## What this task involves
Give only the number of lines in the records below that contain the word "Clone".

## Data records

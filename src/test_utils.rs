use embedded_graphics::{
    pixelcolor::{Gray8, GrayColor},
    prelude::*,
};
use std::{io::Cursor, vec, vec::Vec};

use crate::frame::Frame;

/// Palette index framebuffer; with the greyscale palette a pixel's luma is its index.
pub(crate) struct IndexedFramebuffer {
    size: Size,
    pixels: Vec<u8>,
}

impl IndexedFramebuffer {
    pub fn new(size: Size) -> Self {
        Self {
            size,
            pixels: vec![0; size.width as usize * size.height as usize],
        }
    }

    pub fn pixels(&self) -> &[u8] {
        &self.pixels
    }

    pub fn frame(&self, pts: i64) -> Frame<'_> {
        Frame::packed(&self.pixels, self.size, pts)
    }
}

impl DrawTarget for IndexedFramebuffer {
    type Error = std::convert::Infallible;
    type Color = Gray8;

    fn draw_iter<I>(&mut self, pixels: I) -> Result<(), Self::Error>
    where
        I: IntoIterator<Item = embedded_graphics::Pixel<Gray8>>,
    {
        for Pixel(p, c) in pixels {
            if let (Ok(x), Ok(y)) = (u32::try_from(p.x), u32::try_from(p.y)) {
                if x < self.size.width && y < self.size.height {
                    self.pixels[(y * self.size.width + x) as usize] = c.luma();
                }
            }
        }

        Ok(())
    }
}

impl OriginDimensions for IndexedFramebuffer {
    fn size(&self) -> Size {
        self.size
    }
}

/// Deterministic xorshift noise, barely compressible.
pub(crate) fn noise(len: usize, mut seed: u32) -> Vec<u8> {
    (0..len)
        .map(|_| {
            seed ^= seed << 13;
            seed ^= seed >> 17;
            seed ^= seed << 5;
            (seed >> 24) as u8
        })
        .collect()
}

pub(crate) struct DecodedFrame {
    pub delay: u16,
    pub width: u16,
    pub height: u16,
    pub pixels: Vec<u8>,
}

/// Decodes a complete stream with the `gif` crate, as palette indices.
pub(crate) fn decode(stream: &[u8]) -> Vec<DecodedFrame> {
    let mut options = gif::DecodeOptions::new();
    options.set_color_output(gif::ColorOutput::Indexed);
    let mut decoder = options.read_info(Cursor::new(stream)).unwrap();

    let mut frames = Vec::new();
    while let Some(frame) = decoder.read_next_frame().unwrap() {
        frames.push(DecodedFrame {
            delay: frame.delay,
            width: frame.width,
            height: frame.height,
            pixels: frame.buffer.to_vec(),
        });
    }
    frames
}
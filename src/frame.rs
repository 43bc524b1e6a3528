use embedded_graphics::prelude::{Point, Size};
use weezl::{encode::Encoder, BitOrder, LzwStatus};

use crate::{
    common::{Block, SyntaxError},
    header::gif_u16,
    sink::ByteSink,
};

/// One picture handed to the encoder: palette indices, one byte per pixel, row-major.
///
/// Rows are `stride` bytes apart; anything past the encoding width is padding and is ignored.
#[derive(Clone, Copy, Debug)]
pub struct Frame<'a> {
    pixels: &'a [u8],
    stride: usize,
    lines: usize,
    pts: i64,
}

impl<'a> Frame<'a> {
    pub fn new(pixels: &'a [u8], stride: usize, lines: usize, pts: i64) -> Self {
        Self {
            pixels,
            stride,
            lines,
            pts,
        }
    }

    /// A frame without row padding.
    pub fn packed(pixels: &'a [u8], size: Size, pts: i64) -> Self {
        Self::new(pixels, size.width as usize, size.height as usize, pts)
    }

    pub fn stride(&self) -> usize {
        self.stride
    }

    pub fn lines(&self) -> usize {
        self.lines
    }

    /// Presentation timestamp, passed through to the output chunk.
    pub fn pts(&self) -> i64 {
        self.pts
    }

    /// Whether the frame holds at least `size` visible pixels.
    pub fn covers(&self, size: Size) -> bool {
        let (width, height) = (size.width as usize, size.height as usize);
        if self.stride < width || self.lines < height {
            return false;
        }
        match height.checked_sub(1) {
            None => true,
            Some(last) => last
                .checked_mul(self.stride)
                .and_then(|start| start.checked_add(width))
                .is_some_and(|end| end <= self.pixels.len()),
        }
    }

    /// The first `width` indices of row `y`.
    pub fn row(&self, y: usize, width: usize) -> Option<&'a [u8]> {
        let start = y.checked_mul(self.stride)?;
        self.pixels.get(start..start.checked_add(width)?)
    }
}

/// Image descriptor, always without a local color table.
#[derive(Clone, Copy, Debug, PartialEq, Eq)]
pub struct ImageDescriptor {
    pub origin: Point,
    pub size: Size,
    pub interlaced: bool,
}

impl ImageDescriptor {
    /// A descriptor covering the whole screen from the top left corner.
    pub fn full(size: Size) -> Self {
        Self {
            origin: Point::zero(),
            size,
            interlaced: false,
        }
    }

    pub fn num_pixels(&self) -> usize {
        self.size.width as usize * self.size.height as usize
    }

    pub(crate) fn write_to<S: ByteSink>(&self, sink: &mut S) -> Result<(), SyntaxError> {
        let left = u32::try_from(self.origin.x).map_err(|_| SyntaxError::ImageOutOfBounds)?;
        let top = u32::try_from(self.origin.y).map_err(|_| SyntaxError::ImageOutOfBounds)?;

        let mut raw = [0u8; 10];
        raw[0] = Block::Image.into();
        raw[1..3].copy_from_slice(&gif_u16(left)?.to_le_bytes());
        raw[3..5].copy_from_slice(&gif_u16(top)?.to_le_bytes());
        raw[5..7].copy_from_slice(&gif_u16(self.size.width)?.to_le_bytes());
        raw[7..9].copy_from_slice(&gif_u16(self.size.height)?.to_le_bytes());
        raw[9] = if self.interlaced { 0x40 } else { 0 };
        sink.write(&raw)?;
        Ok(())
    }
}

/// A data sub-block being filled, flushed to the sink once it holds 255 bytes.
struct LilQ {
    buf: [u8; 256],
    size: usize,
}

impl LilQ {
    fn new() -> Self {
        Self {
            buf: [0; 256],
            size: 0,
        }
    }

    #[inline]
    fn full(&self) -> bool {
        self.size >= 255
    }

    fn spare(&mut self) -> &mut [u8] {
        &mut self.buf[1 + self.size..]
    }

    fn flush<S: ByteSink>(&mut self, sink: &mut S) -> Result<(), SyntaxError> {
        if self.size > 0 {
            self.buf[0] = self.size as u8;
            sink.write(&self.buf[..1 + self.size])?;
            self.size = 0;
        }
        Ok(())
    }
}

/// Compresses the rows of one image into LZW data sub-blocks.
///
/// Created right after the image descriptor has been written; writes the minimum code size up
/// front and the block terminator once the last pixel went through.
pub(crate) struct RowEncoder {
    lzw: Encoder,
    block: LilQ,
    remaining: usize,
}

impl RowEncoder {
    pub(crate) fn start<S: ByteSink>(
        min_code_size: u8,
        num_pixels: usize,
        sink: &mut S,
    ) -> Result<Self, SyntaxError> {
        sink.write(&[min_code_size])?;
        Ok(Self {
            lzw: Encoder::new(BitOrder::Lsb, min_code_size),
            block: LilQ::new(),
            remaining: num_pixels,
        })
    }

    /// Pixels still expected before the image is complete.
    pub(crate) fn remaining(&self) -> usize {
        self.remaining
    }

    pub(crate) fn put_line<S: ByteSink>(
        &mut self,
        mut line: &[u8],
        sink: &mut S,
    ) -> Result<(), SyntaxError> {
        if line.len() > self.remaining {
            return Err(SyntaxError::DataTooLarge {
                excess: line.len() - self.remaining,
            });
        }
        self.remaining -= line.len();

        while !line.is_empty() {
            if self.block.full() {
                self.block.flush(sink)?;
            }
            let out = self.lzw.encode_bytes(line, self.block.spare());
            self.block.size += out.consumed_out;
            line = &line[out.consumed_in..];
            match out.status {
                Err(_) => return Err(SyntaxError::Compression),
                Ok(LzwStatus::NoProgress) if out.consumed_in == 0 && out.consumed_out == 0 => {
                    return Err(SyntaxError::CompressionStalled)
                }
                Ok(_) => {}
            }
        }

        if self.remaining == 0 {
            self.finish(sink)?;
        }
        Ok(())
    }

    fn finish<S: ByteSink>(&mut self, sink: &mut S) -> Result<(), SyntaxError> {
        self.lzw.finish();
        loop {
            if self.block.full() {
                self.block.flush(sink)?;
            }
            let out = self.lzw.encode_bytes(&[], self.block.spare());
            self.block.size += out.consumed_out;
            match out.status {
                Ok(LzwStatus::Done) => break,
                Ok(_) if out.consumed_out == 0 && !self.block.full() => {
                    return Err(SyntaxError::CompressionStalled)
                }
                Ok(_) => {}
                Err(_) => return Err(SyntaxError::Compression),
            }
        }
        self.block.flush(sink)?;
        // block terminator
        sink.write(&[0])?;
        Ok(())
    }
}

## Result of this exercise
2